[[ Data in this exercise open ]]
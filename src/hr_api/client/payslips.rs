use log::debug;
use reqwest::header::ACCEPT;

use super::core::HrApiClient;
use crate::auth::Token;
use crate::error::Result;
use crate::hr_api::types::{PayslipRecord, PayslipsResponse};

impl HrApiClient {
    /// Lists the payslip records of one collaborator.
    ///
    /// A missing or empty `payslips` field yields an empty list.
    pub async fn list_payslips(
        &self,
        token: &Token,
        company_id: &str,
        collaborator_id: &str,
    ) -> Result<Vec<PayslipRecord>> {
        // The upstream route is registered with a trailing slash.
        let url = self.api_endpoint(&[
            "companies",
            company_id,
            "collaborators",
            collaborator_id,
            "payslips",
            "",
        ]);
        debug!("GET {url}");

        let request = self.auth_request(self.client().get(url), token);
        let response = self.send_checked(request, "listing payslips").await?;
        let body = response.bytes().await?;
        let listing: PayslipsResponse = serde_json::from_slice(&body)?;

        Ok(listing
            .payslips
            .unwrap_or_default()
            .into_iter()
            .map(|mut record| {
                record.collaborator_id = collaborator_id.to_string();
                record
            })
            .collect())
    }

    /// Downloads the full payslip document as raw PDF bytes.
    pub async fn download_payslip_pdf(
        &self,
        token: &Token,
        company_id: &str,
        collaborator_id: &str,
        contract_id: &str,
        payslip_id: &str,
    ) -> Result<Vec<u8>> {
        let url = self.api_endpoint(&[
            "companies",
            company_id,
            "collaborators",
            collaborator_id,
            "contracts",
            contract_id,
            "payslips",
            payslip_id,
        ]);
        debug!("GET {url}");

        let request = self.auth_request(
            self.client().get(url).header(ACCEPT, "application/pdf"),
            token,
        );
        let response = self
            .send_checked(request, "downloading the payslip PDF")
            .await?;

        Ok(response.bytes().await?.to_vec())
    }
}
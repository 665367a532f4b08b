mod archive;
mod auth;
mod cli;
mod config;
mod error;
mod hr_api;
mod output;
mod pdf;
mod pipeline;
#[cfg(test)]
mod test_support;

use anyhow::Result;
use clap::Parser;
use cli::Cli;
use log::info;

#[tokio::main]
async fn main() -> Result<()> {
    env_logger::init();

    output::print_banner();

    let mut cli = Cli::parse();
    info!("Starting payslip collector");
    cli.execute().await?;

    Ok(())
}
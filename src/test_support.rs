//! Shared fixtures for unit tests.

use lopdf::content::{Content, Operation};
use lopdf::{Dictionary, Document, Object, Stream};

/// Builds an in-memory PDF with `num_pages` pages, each showing "Page N".
pub fn create_test_pdf(num_pages: u32) -> Vec<u8> {
    let mut doc = Document::with_version("1.7");
    let pages_id = doc.new_object_id();

    let mut page_ids = Vec::new();

    for i in 0..num_pages {
        let content = Content {
            operations: vec![
                Operation::new("BT", vec![]),
                Operation::new(
                    "Tf",
                    vec![Object::Name(b"F1".to_vec()), Object::Integer(12)],
                ),
                Operation::new("Td", vec![Object::Integer(100), Object::Integer(700)]),
                Operation::new(
                    "Tj",
                    vec![Object::String(
                        format!("Page {}", i + 1).into_bytes(),
                        lopdf::StringFormat::Literal,
                    )],
                ),
                Operation::new("ET", vec![]),
            ],
        };
        let content_id = doc.add_object(Stream::new(Dictionary::new(), content.encode().unwrap()));

        let page = Dictionary::from_iter(vec![
            ("Type", Object::Name(b"Page".to_vec())),
            ("Parent", Object::Reference(pages_id)),
            (
                "MediaBox",
                Object::Array(vec![
                    Object::Integer(0),
                    Object::Integer(0),
                    Object::Integer(595),
                    Object::Integer(842),
                ]),
            ),
            ("Contents", Object::Reference(content_id)),
        ]);
        page_ids.push(doc.add_object(page));
    }

    let pages = Dictionary::from_iter(vec![
        ("Type", Object::Name(b"Pages".to_vec())),
        ("Count", Object::Integer(i64::from(num_pages))),
        (
            "Kids",
            Object::Array(page_ids.iter().map(|id| Object::Reference(*id)).collect()),
        ),
    ]);
    doc.objects.insert(pages_id, Object::Dictionary(pages));

    let catalog = Dictionary::from_iter(vec![
        ("Type", Object::Name(b"Catalog".to_vec())),
        ("Pages", Object::Reference(pages_id)),
    ]);
    let catalog_id = doc.add_object(catalog);
    doc.trailer.set("Root", Object::Reference(catalog_id));

    let mut buffer = Vec::new();
    doc.save_to(&mut buffer).unwrap();
    buffer
}

/// Concatenated (decompressed) content streams of every page, in page order.
pub fn page_texts(pdf: &[u8]) -> Vec<String> {
    let doc = Document::load_mem(pdf).unwrap();
    doc.get_pages()
        .values()
        .map(|page_id| String::from_utf8_lossy(&doc.get_page_content(*page_id).unwrap()).into_owned())
        .collect()
}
[[ Data in this exercise closed ]]
- What this task involves
Show me each line of the listing above with "info" in it.

- Finished exercise
use log::info;
    info!("Starting payslip collector");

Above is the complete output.